Increased plasticity of genomic imprinting of Dlk1 in brain is due to genetic and epigenetic factors.

The expression of six imprinted genes (Dlk1, Gt12, Igf2r, Kcnq1, Nnat, and Peg1) was examined in brains of 21 mice derived from N2 x N2 intercrosses between C57BL/6 and MOLF/Ei strains. Imprinting of Igf2r, Kcnq1, Gt12, and Dlk1 varied among individuals. As three of these genes are implicated in cell-cell signaling or cell-environment interactions, variation in their imprinting may influence a wide range of biological processes from cell differentiation to behavior. To elucidate the mechanisms underlying the interindividual imprinting variation in the brain, we focused our effort on the paternally expressed gene Dlk1. We investigated expression of Dlk1 in the brains of animals from N9 and N10 backcrosses and found that reactivation of the normally silent maternal Dlk1 allele in the N9 and N10 mice occurred less often than in N2 x N2 animals.
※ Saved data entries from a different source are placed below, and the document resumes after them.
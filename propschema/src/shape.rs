//! The runtime type model the walker dispatches on.
//!
//! Rust has no runtime reflection, so record types carry a static mirror of
//! their fields instead: a [`RecordShape`] with one [`Field`] entry per
//! declared field. The `#[derive(Reflect)]` macro generates these mirrors;
//! primitives and standard containers have built-in [`Reflect`] impls below.
//!
//! The mirror deliberately carries schema directives as *raw strings* rather
//! than pre-parsed data, so that directive interpretation (and its error
//! reporting) happens at conversion time, inside the engine.

use crate::property::Property;

/// The kind of a type, as seen by the walker.
#[derive(Debug, Clone)]
pub enum Shape {
    /// Textual values.
    String,
    /// Integer-like values.
    Integer,
    /// Floating-point values.
    Number,
    /// Booleans.
    Boolean,
    /// A nullable wrapper around another type (`Option<T>`).
    Optional(fn() -> Shape),
    /// A variable-length sequence (`Vec<T>`, slices, sets).
    Sequence(fn() -> Shape),
    /// A fixed-length sequence (`[T; N]`).
    Array { element: fn() -> Shape, len: usize },
    /// A key-value mapping. The schema shape of mappings is an extension
    /// point; the walker emits an unconstrained node for them.
    Map,
    /// A named record type with mirrored fields.
    Record(RecordShape),
    /// A type that supplies its own complete descriptor via [`Describe`].
    Custom {
        name: &'static str,
        describe: fn() -> Property,
    },
    /// An opaque payload with no defined mapping (`serde_json::Value`).
    Any,
    /// The null-like unit type.
    Unit,
}

impl Shape {
    /// Adapt a [`Describe`] implementation into a shape.
    ///
    /// Use this in a manual [`Reflect`] impl to opt a type into the custom
    /// description capability:
    ///
    /// ```rust
    /// use propschema::{Describe, Property, PropertyType, Reflect, Shape};
    ///
    /// struct ObjectId;
    ///
    /// impl Describe for ObjectId {
    ///     fn describe() -> Property {
    ///         Property::of_type(PropertyType::String).with_title("object id")
    ///     }
    /// }
    ///
    /// impl Reflect for ObjectId {
    ///     fn shape() -> Shape {
    ///         Shape::describe::<Self>()
    ///     }
    /// }
    /// ```
    pub fn describe<T: Describe>() -> Shape {
        Shape::Custom {
            name: std::any::type_name::<T>(),
            describe: T::describe,
        }
    }

    /// A short label for error messages.
    pub fn kind_name(&self) -> &'static str {
        match self {
            Shape::String => "string",
            Shape::Integer => "integer",
            Shape::Number => "number",
            Shape::Boolean => "boolean",
            Shape::Optional(_) => "optional",
            Shape::Sequence(_) => "sequence",
            Shape::Array { .. } => "array",
            Shape::Map => "map",
            Shape::Record(_) => "record",
            Shape::Custom { .. } => "custom",
            Shape::Any => "opaque",
            Shape::Unit => "null",
        }
    }
}

/// The static mirror of a record (struct) type.
#[derive(Debug, Clone)]
pub struct RecordShape {
    /// The fully-qualified type path, used to derive a deterministic,
    /// collision-free definition name.
    pub name: &'static str,
    /// Mirrored fields, in declaration order.
    pub fields: Vec<Field>,
}

/// The static mirror of one struct field.
#[derive(Debug, Clone, Copy)]
pub struct Field {
    /// The declared field name.
    pub name: &'static str,
    /// Rename target from `#[schema(rename = "...")]`; the value `-` is the
    /// ignore sentinel.
    pub rename: Option<&'static str>,
    /// Raw comma-separated directive list from `#[schema(directives = "...")]`,
    /// parsed at conversion time.
    pub directives: &'static str,
    /// Description text from `#[schema(description = "...")]`.
    pub description: Option<&'static str>,
    /// Whether the field's record type is flattened into its parent.
    pub flatten: bool,
    /// Whether the field is externally accessible (`pub`). Non-public fields
    /// are skipped unless their type carries a custom description.
    pub public: bool,
    /// The field type's shape.
    pub shape: fn() -> Shape,
}

/// Types that expose their shape to the walker.
///
/// Derive this with `#[derive(Reflect)]` for structs, or implement it
/// manually — typically via [`Shape::describe`] for types that carry their
/// own descriptor.
pub trait Reflect {
    /// The shape of this type.
    fn shape() -> Shape;
}

/// The custom description capability.
///
/// A type implementing this supplies its own complete, literal [`Property`];
/// the walker uses it verbatim instead of deriving one from the type's kind.
/// Requiredness is NOT part of the description: it remains a property of the
/// field using the type, so field-level directives still apply on top.
///
/// Every `enum`/`examples` entry in the returned descriptor must be valid
/// JSON; the walker treats an invalid entry as a defect in the type's own
/// metadata and aborts the conversion with a panic.
pub trait Describe {
    /// The complete descriptor for this type.
    fn describe() -> Property;
}

// =============================================================================
// Built-in impls: primitives
// =============================================================================

macro_rules! impl_reflect {
    ($shape:expr => $($ty:ty),* $(,)?) => {
        $(
            impl Reflect for $ty {
                fn shape() -> Shape {
                    $shape
                }
            }
        )*
    };
}

impl_reflect!(Shape::String => String, char);
impl_reflect!(Shape::Integer => i8, i16, i32, i64, i128, isize, u8, u16, u32, u64, u128, usize);
impl_reflect!(Shape::Number => f32, f64);
impl_reflect!(Shape::Boolean => bool);
impl_reflect!(Shape::Unit => ());

impl<'a> Reflect for &'a str {
    fn shape() -> Shape {
        Shape::String
    }
}

// =============================================================================
// Built-in impls: containers
// =============================================================================

impl<T: Reflect> Reflect for Option<T> {
    fn shape() -> Shape {
        Shape::Optional(T::shape)
    }
}

impl<T: Reflect> Reflect for Vec<T> {
    fn shape() -> Shape {
        Shape::Sequence(T::shape)
    }
}

impl<'a, T: Reflect> Reflect for &'a [T] {
    fn shape() -> Shape {
        Shape::Sequence(T::shape)
    }
}

impl<T: Reflect, const N: usize> Reflect for [T; N] {
    fn shape() -> Shape {
        Shape::Array {
            element: T::shape,
            len: N,
        }
    }
}

impl<T: Reflect> Reflect for Box<T> {
    fn shape() -> Shape {
        T::shape()
    }
}

impl<K, V> Reflect for std::collections::HashMap<K, V> {
    fn shape() -> Shape {
        Shape::Map
    }
}

impl<K, V> Reflect for std::collections::BTreeMap<K, V> {
    fn shape() -> Shape {
        Shape::Map
    }
}

impl<T: Reflect> Reflect for std::collections::HashSet<T> {
    fn shape() -> Shape {
        Shape::Sequence(T::shape)
    }
}

impl<T: Reflect> Reflect for std::collections::BTreeSet<T> {
    fn shape() -> Shape {
        Shape::Sequence(T::shape)
    }
}

/// Arbitrary JSON is an opaque payload: the walker emits an unconstrained
/// node for it.
impl Reflect for serde_json::Value {
    fn shape() -> Shape {
        Shape::Any
    }
}

// =============================================================================
// Feature-gated impls
// =============================================================================

#[cfg(feature = "uuid")]
impl Describe for uuid::Uuid {
    fn describe() -> Property {
        Property::of_type(crate::property::PropertyType::String)
    }
}

#[cfg(feature = "uuid")]
impl Reflect for uuid::Uuid {
    fn shape() -> Shape {
        Shape::describe::<Self>()
    }
}

#[cfg(feature = "chrono")]
impl<Tz: chrono::TimeZone> Describe for chrono::DateTime<Tz> {
    fn describe() -> Property {
        Property::of_type(crate::property::PropertyType::String)
    }
}

#[cfg(feature = "chrono")]
impl<Tz: chrono::TimeZone> Reflect for chrono::DateTime<Tz> {
    fn shape() -> Shape {
        Shape::describe::<Self>()
    }
}

// =============================================================================
// Tests
// =============================================================================

#[cfg(test)]
mod tests {
    use super::*;
    use crate::property::PropertyType;

    #[test]
    fn primitive_shapes() {
        assert!(matches!(String::shape(), Shape::String));
        assert!(matches!(i64::shape(), Shape::Integer));
        assert!(matches!(f64::shape(), Shape::Number));
        assert!(matches!(bool::shape(), Shape::Boolean));
        assert!(matches!(<()>::shape(), Shape::Unit));
    }

    #[test]
    fn container_shapes() {
        assert!(matches!(Option::<String>::shape(), Shape::Optional(_)));
        assert!(matches!(Vec::<String>::shape(), Shape::Sequence(_)));
        assert!(matches!(
            <[String; 32]>::shape(),
            Shape::Array { len: 32, .. }
        ));
        assert!(matches!(
            std::collections::HashMap::<String, i32>::shape(),
            Shape::Map
        ));
        assert!(matches!(serde_json::Value::shape(), Shape::Any));
    }

    #[test]
    fn boxes_are_transparent() {
        assert!(matches!(Box::<String>::shape(), Shape::String));
    }

    #[test]
    fn optional_wraps_element_shape() {
        let Shape::Optional(inner) = Option::<Vec<bool>>::shape() else {
            panic!("expected optional shape");
        };
        assert!(matches!(inner(), Shape::Sequence(_)));
    }

    #[test]
    fn describe_shape_carries_type_name() {
        struct Custom;
        impl Describe for Custom {
            fn describe() -> Property {
                Property::of_type(PropertyType::String)
            }
        }

        let Shape::Custom { name, describe } = Shape::describe::<Custom>() else {
            panic!("expected custom shape");
        };
        assert!(name.ends_with("Custom"));
        assert_eq!(describe().ty, Some(PropertyType::String));
    }
}
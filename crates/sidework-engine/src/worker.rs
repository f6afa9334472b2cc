//! Worker contract — the pluggable long-running computation.
//!
//! A worker is any checkpointable computation: between discrete units of
//! work it checks liveness, and on cancellation it must abandon work
//! promptly (no more than a small bounded step). The engine owns the
//! terminal bookkeeping; the worker only computes and reports.

use async_trait::async_trait;
use sidework_registry::{ProgressReport, TaskId, TaskRegistry, WorkerError};
use std::sync::Arc;

/// Progress callback shared between the engine and the worker context.
pub(crate) type ProgressFn<P> = Arc<dyn Fn(ProgressReport<P>) + Send + Sync>;

/// A long-running, checkpointable computation.
///
/// Implementations hold no per-task state — one worker value can serve any
/// number of concurrently started tasks.
#[async_trait]
pub trait TaskWorker: Send + Sync + 'static {
    /// The task's input payload.
    type Input: Send + 'static;
    /// Payload-specific progress detail value.
    type Progress: Send + 'static;
    /// The success result.
    type Output: Send + 'static;

    /// Perform the computation.
    ///
    /// Must call [`WorkerContext::is_live`] between bounded units of work
    /// and return promptly once it observes cancellation; whatever it
    /// returns on that path is discarded by the engine. Failures are
    /// returned, not panicked — though a panic is still contained and
    /// surfaced as [`WorkerError::Panicked`].
    async fn run(
        &self,
        input: Self::Input,
        ctx: &mut WorkerContext<Self::Progress>,
    ) -> Result<Self::Output, WorkerError>;
}

/// Per-task capabilities handed to a running worker: the cancellation
/// check, progress emission, and the cooperative yield.
pub struct WorkerContext<P> {
    task_id: TaskId,
    registry: TaskRegistry,
    on_progress: ProgressFn<P>,
    last_percent: u8,
    cancellation_observed: bool,
}

impl<P: Send + 'static> WorkerContext<P> {
    pub(crate) fn new(task_id: TaskId, registry: TaskRegistry, on_progress: ProgressFn<P>) -> Self {
        Self {
            task_id,
            registry,
            on_progress,
            last_percent: 0,
            cancellation_observed: false,
        }
    }

    pub fn task_id(&self) -> &TaskId {
        &self.task_id
    }

    /// Whether this task is still wanted.
    ///
    /// Once cancellation has been observed the answer stays `false` without
    /// touching the registry again.
    pub async fn is_live(&mut self) -> bool {
        if self.cancellation_observed {
            return false;
        }
        if self.registry.is_live(&self.task_id).await {
            true
        } else {
            self.cancellation_observed = true;
            false
        }
    }

    /// Emit one progress report on the captured delivery context.
    ///
    /// The liveness lookup doubles as the cancellation observation: once the
    /// registry entry is gone the report is dropped and no further progress
    /// is emitted. Percent is clamped to `[last, 100]` so the stream stays
    /// monotonically non-decreasing.
    pub async fn emit_progress(&mut self, percent_complete: u8, detail: P) {
        if self.cancellation_observed {
            return;
        }
        let Some(delivery) = self.registry.live_delivery(&self.task_id).await else {
            self.cancellation_observed = true;
            return;
        };

        let percent_complete = percent_complete.min(100).max(self.last_percent);
        self.last_percent = percent_complete;

        let report = ProgressReport {
            task_id: self.task_id.clone(),
            percent_complete,
            detail,
            user_token: delivery.user_token,
        };
        let on_progress = Arc::clone(&self.on_progress);
        delivery
            .dispatcher
            .post(Box::new(move || on_progress(report)));
    }

    /// Voluntarily give up the rest of this execution slice so other tasks
    /// sharing the process are not starved.
    pub async fn yield_now(&self) {
        tokio::task::yield_now().await;
    }
}
//! Delivery context abstraction.
//!
//! Lives here (not in `sidework-engine`) because `TaskHandle` captures the
//! caller's delivery context at start time; the runtime-specific
//! implementation lives with the runtime primitives in the engine crate.

/// A queued callback, handed across execution-context boundaries.
pub type DispatchCallback = Box<dyn FnOnce() + Send + 'static>;

/// The capability to run a callback later on a captured execution context.
///
/// Contract: a submitted callback runs strictly after `post` returns, and in
/// FIFO order relative to other submissions on the same dispatcher. This is
/// what lets single-threaded callers (event loops, UI contexts) receive
/// progress and completion callbacks safely — reports are never delivered
/// inline on the worker's context.
pub trait Dispatcher: Send + Sync {
    /// Queue `callback` for later execution on this dispatcher's context.
    ///
    /// A dispatcher whose consuming context has gone away may silently drop
    /// the callback; delivery is best-effort once the caller stops draining.
    fn post(&self, callback: DispatchCallback);
}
Our data suggest that trans-acting genetic factors of MOLF/Ei origin facilitate the reactivation of the normally silent maternal allele of Dlk1. We mapped one of these factors to the proximal part of Chr 7. The results of bisulfite sequencing methylation analysis show that reactivation of the maternal allele was also associated with hypermethylation of the intragenic differentially methylated region (IG DMR), which is the imprinting control region for the Dlk1-Gt12 domain. Thus, the imprinting status of Dlk1 in the brain depends upon trans-acting genetic influences and correlates with the methylation status of a specific subregion of the IG DMR.